WORK REQUIRED — Your answer should be every line from the records that contains "connection".

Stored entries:
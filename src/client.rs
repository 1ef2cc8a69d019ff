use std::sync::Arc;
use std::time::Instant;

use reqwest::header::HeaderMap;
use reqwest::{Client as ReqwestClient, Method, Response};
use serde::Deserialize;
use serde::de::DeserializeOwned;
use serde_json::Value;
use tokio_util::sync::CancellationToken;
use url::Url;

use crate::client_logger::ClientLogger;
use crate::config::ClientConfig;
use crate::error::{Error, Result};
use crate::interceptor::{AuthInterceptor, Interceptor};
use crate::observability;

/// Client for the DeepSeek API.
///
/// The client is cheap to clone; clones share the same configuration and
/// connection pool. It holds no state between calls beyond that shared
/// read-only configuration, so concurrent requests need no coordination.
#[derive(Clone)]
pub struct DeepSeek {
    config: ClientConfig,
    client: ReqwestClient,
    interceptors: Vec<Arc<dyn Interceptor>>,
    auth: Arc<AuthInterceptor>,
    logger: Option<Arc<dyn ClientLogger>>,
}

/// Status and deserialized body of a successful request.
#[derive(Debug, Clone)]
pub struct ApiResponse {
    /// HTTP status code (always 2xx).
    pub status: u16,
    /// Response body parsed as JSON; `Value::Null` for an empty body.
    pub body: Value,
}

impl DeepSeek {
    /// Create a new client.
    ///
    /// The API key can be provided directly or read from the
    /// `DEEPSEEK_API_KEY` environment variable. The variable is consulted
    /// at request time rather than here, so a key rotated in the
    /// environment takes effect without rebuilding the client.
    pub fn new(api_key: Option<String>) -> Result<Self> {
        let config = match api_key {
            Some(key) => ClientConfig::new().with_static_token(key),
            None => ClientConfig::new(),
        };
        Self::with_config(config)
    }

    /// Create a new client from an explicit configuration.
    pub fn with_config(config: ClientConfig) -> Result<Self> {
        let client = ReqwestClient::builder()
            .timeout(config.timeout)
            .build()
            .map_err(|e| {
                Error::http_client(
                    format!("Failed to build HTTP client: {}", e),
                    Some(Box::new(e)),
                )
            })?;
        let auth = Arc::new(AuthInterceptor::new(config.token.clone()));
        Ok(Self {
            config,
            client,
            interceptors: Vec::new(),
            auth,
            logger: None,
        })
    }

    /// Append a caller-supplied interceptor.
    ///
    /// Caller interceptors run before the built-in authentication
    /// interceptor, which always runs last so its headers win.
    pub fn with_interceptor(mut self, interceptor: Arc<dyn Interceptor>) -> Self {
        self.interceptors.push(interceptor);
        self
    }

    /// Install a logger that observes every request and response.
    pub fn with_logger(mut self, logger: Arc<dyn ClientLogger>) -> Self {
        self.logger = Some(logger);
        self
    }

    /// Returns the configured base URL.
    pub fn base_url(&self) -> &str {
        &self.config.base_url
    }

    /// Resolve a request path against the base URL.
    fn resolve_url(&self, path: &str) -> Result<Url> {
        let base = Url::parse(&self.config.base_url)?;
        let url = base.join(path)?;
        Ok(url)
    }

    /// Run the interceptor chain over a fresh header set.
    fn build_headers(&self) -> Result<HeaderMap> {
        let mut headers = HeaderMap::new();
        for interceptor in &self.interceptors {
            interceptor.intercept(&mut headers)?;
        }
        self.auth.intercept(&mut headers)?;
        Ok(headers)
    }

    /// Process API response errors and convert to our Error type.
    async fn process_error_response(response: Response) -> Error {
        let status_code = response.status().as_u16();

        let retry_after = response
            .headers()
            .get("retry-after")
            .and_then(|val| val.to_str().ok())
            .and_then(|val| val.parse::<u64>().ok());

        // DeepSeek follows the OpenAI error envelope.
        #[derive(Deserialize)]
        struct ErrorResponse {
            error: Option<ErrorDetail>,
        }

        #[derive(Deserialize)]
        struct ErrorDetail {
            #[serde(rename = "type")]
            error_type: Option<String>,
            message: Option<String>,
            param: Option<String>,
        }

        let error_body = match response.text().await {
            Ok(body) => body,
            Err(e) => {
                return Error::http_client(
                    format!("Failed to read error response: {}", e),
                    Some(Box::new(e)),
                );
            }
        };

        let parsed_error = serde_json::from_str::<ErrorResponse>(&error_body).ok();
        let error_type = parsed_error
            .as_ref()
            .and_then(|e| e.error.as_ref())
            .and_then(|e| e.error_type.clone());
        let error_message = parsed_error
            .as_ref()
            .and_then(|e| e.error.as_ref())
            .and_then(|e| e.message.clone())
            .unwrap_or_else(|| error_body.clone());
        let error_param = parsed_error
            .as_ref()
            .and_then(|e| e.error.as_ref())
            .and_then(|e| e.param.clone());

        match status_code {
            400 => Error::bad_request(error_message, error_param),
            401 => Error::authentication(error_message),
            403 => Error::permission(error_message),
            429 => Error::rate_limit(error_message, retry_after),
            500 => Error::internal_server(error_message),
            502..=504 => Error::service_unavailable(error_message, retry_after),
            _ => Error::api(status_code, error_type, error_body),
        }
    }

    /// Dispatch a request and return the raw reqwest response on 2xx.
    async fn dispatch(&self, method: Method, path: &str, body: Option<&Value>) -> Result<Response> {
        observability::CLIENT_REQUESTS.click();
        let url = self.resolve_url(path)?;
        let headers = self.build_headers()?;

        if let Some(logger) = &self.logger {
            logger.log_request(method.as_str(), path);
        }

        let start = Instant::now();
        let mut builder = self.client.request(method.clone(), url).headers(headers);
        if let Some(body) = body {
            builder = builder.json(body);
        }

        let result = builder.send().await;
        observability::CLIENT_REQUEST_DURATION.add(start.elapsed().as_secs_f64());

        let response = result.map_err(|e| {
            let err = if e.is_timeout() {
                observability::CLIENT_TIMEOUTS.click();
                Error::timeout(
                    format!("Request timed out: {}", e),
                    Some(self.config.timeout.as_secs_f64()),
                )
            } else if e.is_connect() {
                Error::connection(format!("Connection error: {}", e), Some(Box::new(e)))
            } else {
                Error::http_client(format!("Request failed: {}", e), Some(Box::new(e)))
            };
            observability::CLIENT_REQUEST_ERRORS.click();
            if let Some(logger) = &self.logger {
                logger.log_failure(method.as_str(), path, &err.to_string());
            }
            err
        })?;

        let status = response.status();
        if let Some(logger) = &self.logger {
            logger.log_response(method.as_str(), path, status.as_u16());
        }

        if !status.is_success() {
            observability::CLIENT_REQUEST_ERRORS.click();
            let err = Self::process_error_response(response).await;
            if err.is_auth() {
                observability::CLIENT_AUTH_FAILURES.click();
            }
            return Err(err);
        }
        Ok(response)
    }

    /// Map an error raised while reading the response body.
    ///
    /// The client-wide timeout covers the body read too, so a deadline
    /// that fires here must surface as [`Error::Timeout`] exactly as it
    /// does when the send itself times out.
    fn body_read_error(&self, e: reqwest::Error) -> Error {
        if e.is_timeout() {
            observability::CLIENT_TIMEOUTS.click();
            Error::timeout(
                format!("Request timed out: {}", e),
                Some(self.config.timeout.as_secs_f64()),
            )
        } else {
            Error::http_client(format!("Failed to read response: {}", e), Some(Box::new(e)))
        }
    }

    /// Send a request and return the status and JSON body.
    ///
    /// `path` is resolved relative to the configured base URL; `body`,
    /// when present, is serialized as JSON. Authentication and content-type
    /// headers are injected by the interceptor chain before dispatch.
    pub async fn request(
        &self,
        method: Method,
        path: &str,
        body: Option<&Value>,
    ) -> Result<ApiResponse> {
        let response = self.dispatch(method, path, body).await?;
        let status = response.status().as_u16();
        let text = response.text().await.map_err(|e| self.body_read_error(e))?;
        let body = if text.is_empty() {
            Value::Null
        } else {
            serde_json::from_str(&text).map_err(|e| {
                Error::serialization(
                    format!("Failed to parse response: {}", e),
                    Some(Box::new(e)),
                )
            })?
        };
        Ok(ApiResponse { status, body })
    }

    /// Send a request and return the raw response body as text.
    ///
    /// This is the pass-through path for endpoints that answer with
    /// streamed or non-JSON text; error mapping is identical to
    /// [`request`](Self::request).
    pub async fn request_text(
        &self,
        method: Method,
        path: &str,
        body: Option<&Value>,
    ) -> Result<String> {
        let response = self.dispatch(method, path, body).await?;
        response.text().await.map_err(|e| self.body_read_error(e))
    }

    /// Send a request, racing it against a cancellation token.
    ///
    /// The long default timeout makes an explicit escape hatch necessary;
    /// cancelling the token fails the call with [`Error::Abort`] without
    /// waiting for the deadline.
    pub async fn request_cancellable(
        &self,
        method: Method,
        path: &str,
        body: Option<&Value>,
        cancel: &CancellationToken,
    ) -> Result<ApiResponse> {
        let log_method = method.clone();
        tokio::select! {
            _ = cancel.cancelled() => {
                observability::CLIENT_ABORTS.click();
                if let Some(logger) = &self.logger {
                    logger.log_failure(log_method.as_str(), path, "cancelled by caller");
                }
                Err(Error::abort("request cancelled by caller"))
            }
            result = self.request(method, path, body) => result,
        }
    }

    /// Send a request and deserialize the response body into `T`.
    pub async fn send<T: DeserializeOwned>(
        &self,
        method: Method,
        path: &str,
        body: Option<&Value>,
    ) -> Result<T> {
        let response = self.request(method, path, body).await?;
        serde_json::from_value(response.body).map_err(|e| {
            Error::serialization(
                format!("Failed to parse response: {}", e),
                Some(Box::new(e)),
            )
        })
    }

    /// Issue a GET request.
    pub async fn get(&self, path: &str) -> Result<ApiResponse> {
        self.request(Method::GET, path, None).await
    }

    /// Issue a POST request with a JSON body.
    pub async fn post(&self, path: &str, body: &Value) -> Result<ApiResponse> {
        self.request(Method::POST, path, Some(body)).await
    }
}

RESULT BELOW —
/// connection pool. It holds no state between calls beyond that shared
                Error::connection(format!("Connection error: {}", e), Some(Box::new(e)))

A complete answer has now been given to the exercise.